• **Task goal**
Will you quote only the lines starting at the one that contains "pub static ref DENIALS: Counter" and ending with the last line of the listing below, inclusive?

━━━ The data ━━━

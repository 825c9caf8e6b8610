use lazy_static::lazy_static;
use prometheus::{
    Counter, Gauge, Histogram, register_counter, register_gauge, register_histogram,
};

lazy_static! {
    pub static ref REQUEST_TOTAL: Counter = register_counter!(
        "cna_requests_total",
        "Total number of report generation requests"
    )
    .unwrap();
    pub static ref ADMISSIONS: Counter =
        register_counter!("cna_admissions_total", "Report generation requests admitted").unwrap();
    pub static ref DENIALS: Counter = register_counter!(
        "cna_denials_total",
        "Report generation requests denied by quota"
    )
    .unwrap();
    pub static ref GENERATION_FAILURES: Counter =
        register_counter!("cna_generation_failures_total", "Failed text generation calls").unwrap();
    pub static ref GENERATION_LATENCY: Histogram = register_histogram!(
        "cna_generation_latency_seconds",
        "Text generation latency in seconds"
    )
    .unwrap();
    pub static ref ACTIVE_WINDOWS: Gauge = register_gauge!(
        "cna_active_windows",
        "Identities currently holding an admission window"
    )
    .unwrap();
}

━━━

• **Response below**
    pub static ref DENIALS: Counter = register_counter!(
        "cna_denials_total",
        "Report generation requests denied by quota"
    )
    .unwrap();
    pub static ref GENERATION_FAILURES: Counter =
        register_counter!("cna_generation_failures_total", "Failed text generation calls").unwrap();
    pub static ref GENERATION_LATENCY: Histogram = register_histogram!(
        "cna_generation_latency_seconds",
        "Text generation latency in seconds"
    )
    .unwrap();
    pub static ref ACTIVE_WINDOWS: Gauge = register_gauge!(
        "cna_active_windows",
        "Identities currently holding an admission window"
    )
    .unwrap();
}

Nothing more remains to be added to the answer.